Es un hecho cierto y negarlo sería estúpido, que durante los años del franquismo se persiguió y se reprimió a los homosexuales, se les abrió ficha policial y se les consideró peligrosos para la convivencia, sobre todo aquellos que por su condición de mayor marginalidad, que solía coincidir con los menos adinerados, estaban constantemente en el punto de mira de la Policía y de la Guardia Civil. Lo mismo sucedía con las prostitutas, encerradas en casas de tolerancia y obligadas a pasar reconocimiento médico semanal, sin perjuicio de tener también abierta ficha en los archivos policiales.
Pero decir esto es solo una verdad a medias. No fue el franquismo el único represor. Antes de 1936, durante la monarquía, lo mismo que durante la república, estaban igualmente fichados unos y otras, y eran objeto de los interrogatorios más vejatorios cuando se trataba de investigar delitos en los que la llamada “mala vida” tenía algún punto de contacto con los hechos delictivos. Era un hecho social weberiano que el común de las gentes veía con desconfianza a este tipo de personas y sus conductas desviadas y este prejuicio se pierde en la noche de los tiempos. En la edad media la homosexualidad era conocida por el nombre de “el pecado nefando”, por más que en la antigüedad griega fuera práctica común y aún lo sea hoy entre los pueblos musulmanes, donde los prejuicios sexuales no alcanzan a las conductas más contrarias a lo que convencionalmente entendemos por normalidad.
Pero dicho esto, no podemos por menos de admirarnos de la actual especie de moda progresista que achaca al franquismo y a las ideologías derechistas anteriores y posteriores todos los abusos, excesos y costumbres homofóbicas, como si en otros países no hubiera sucedido exactamente lo mismo en las épocas a las que nos referimos. Aquel comportamiento policial, con mayor o menor énfasis, fue común a todos los países de Europa, salvo los nórdicos, donde una mayor libertad de costumbres hacía que las conductas homosexuales fueran, si no normalmente admitidas por toda la población, sí ampliamente toleradas.

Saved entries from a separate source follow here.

//! Ingestion job error types.
//!
//! Lets pipeline stages indicate whether a failure is retryable (the queue
//! should redeliver the job) or permanent (mark the document failed and stop).

use std::fmt;

/// An ingestion failure that is either retryable or permanent.
#[derive(Debug)]
pub struct IngestError {
    inner: anyhow::Error,
    retryable: bool,
}

impl IngestError {
    /// Create a permanent error.
    ///
    /// Permanent errors fail the job immediately without retrying. Used for
    /// conditions that will not change on redelivery: a missing document
    /// record, or an unclean virus-scan verdict.
    pub fn permanent(err: impl Into<anyhow::Error>) -> Self {
        Self {
            inner: err.into(),
            retryable: false,
        }
    }

    /// Create a retryable error.
    ///
    /// Retryable errors are redelivered according to the queue's retry
    /// policy: transient network failures, a busy OCR backend, an AI
    /// provider blip.
    pub fn retryable(err: impl Into<anyhow::Error>) -> Self {
        Self {
            inner: err.into(),
            retryable: true,
        }
    }

    /// Whether the queue should retry this job.
    pub fn is_retryable(&self) -> bool {
        self.retryable
    }

    pub fn inner(&self) -> &anyhow::Error {
        &self.inner
    }

    pub fn into_inner(self) -> anyhow::Error {
        self.inner
    }
}

impl fmt::Display for IngestError {
    fn fmt(&self, f: &mut fmt::Formatter<'_>) -> fmt::Result {
        write!(f, "{}", self.inner)
    }
}

impl std::error::Error for IngestError {
    fn source(&self) -> Option<&(dyn std::error::Error + 'static)> {
        self.inner.source()
    }
}

impl From<anyhow::Error> for IngestError {
    /// Default conversion treats the error as retryable.
    fn from(err: anyhow::Error) -> Self {
        Self::retryable(err)
    }
}

/// Extension trait for marking a Result permanent on error.
pub trait IngestResultExt<T> {
    fn permanent(self) -> Result<T, IngestError>;
}

impl<T, E: Into<anyhow::Error>> IngestResultExt<T> for Result<T, E> {
    fn permanent(self) -> Result<T, IngestError> {
        self.map_err(|e| IngestError::permanent(e.into()))
    }
}

#[cfg(test)]
mod tests {
    use super::*;

    #[test]
    fn permanent_error_is_not_retryable() {
        let err = IngestError::permanent(anyhow::anyhow!("document not found"));
        assert!(!err.is_retryable());
        assert!(err.to_string().contains("document not found"));
    }

    #[test]
    fn retryable_error_is_retryable() {
        let err = IngestError::retryable(anyhow::anyhow!("network timeout"));
        assert!(err.is_retryable());
    }

    #[test]
    fn from_anyhow_defaults_to_retryable() {
        let err: IngestError = anyhow::anyhow!("some error").into();
        assert!(err.is_retryable());
    }

    #[test]
    fn result_ext_marks_permanent() {
        let result: Result<(), anyhow::Error> = Err(anyhow::anyhow!("unclean scan"));
        let ingest_result = result.permanent();
        assert!(!ingest_result.unwrap_err().is_retryable());
    }

    #[test]
    fn downcast_through_anyhow_preserves_flag() {
        let err: anyhow::Error = IngestError::permanent(anyhow::anyhow!("bad")).into();
        let retryable = err
            .downcast_ref::<IngestError>()
            .map(|e| e.is_retryable())
            .unwrap_or(true);
        assert!(!retryable);
    }
}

Para que la progresía actual se entere de las situaciones que se vivieron en aquellos años, conviene recordar que en países tan del agrado de ella como la Unión Soviética, se llegó incluso a la castración de los homosexuales, se les confinó muchas veces en cárceles y campos de concentración, se les desterró y, naturalmente, gozaban de amplias fichas policiales en las que, con todo lujo de detalles, se inscribían sus andanzas, compañías y relaciones. A las lesbianas, sobre todo a las de menor nivel social (pues incluso en el paraíso soviético había estratificación social bien definida) se las obligaba a efectuar la limpieza de urinarios públicos y se las destinaba a las labores más viles, atentando claramente contra su dignidad personal. Lo mismo ocurría en las Repúblicas Democráticas alemana, polaca, húngara, checa, etc. y, para no irnos tan atrás en el tiempo, podemos echar un somero vistazo a la democrática Cuba de hoy, donde los homosexuales no gozan, ni mucho menos de buen status y están ampliamente vigilados. Claro está que, en beneficio de la igualdad socialista, no se diferencian en esto mucho de los heterosexuales, pues allí está vigilado todo el mundo. Recordemos, sin embargo, el alto aprecio que el Comandante Don Fidel Castro tenía por la homosexualidad como lo demostró de forma muy clara llamando “mariconsón” a un interlocutor telefónico que le afeó su conducta política, episodio ampliamente difundido por la radio y la televisión, pero que la progresía ya ha sumido en los abismos del olvido.
Es, por lo contrario, curioso que los mismos progresistas, tan enemigos del imperialismo americano y de la intolerancia yankee, no sepan, o no quieran saber, que durante los años sesenta y setenta surgió pujante en América del Norte (más concretamente en San Francisco) el movimiento llamado “Orgullo Gay”, que se extendió por todo el país sin que nadie, y menos aún la policía, hiciera nada absolutamente por reprimirlo y gozaron ya entonces, como gozan hoy, de toda la libertad del mundo para publicitar sus preferencias sexuales, aunque la inmensa mayoría de los estados de la Unión, no hayan aprobado las bodas entre personas del mismo sexo. Pero es evidente que en los Estados Unidos no se ha alzado una bandera beligerante contra gays y lesbianas, ni por la sociedad, ni menos aún por el Estado.
Así pues llegamos a una clara conclusión: tolerancia e intolerancia dependen para los progresistas de sus preferencias políticas. Pero la realidad, terca en su devenir, nos demuestra que la libertad no tiene nada que ver con dichas preferencias.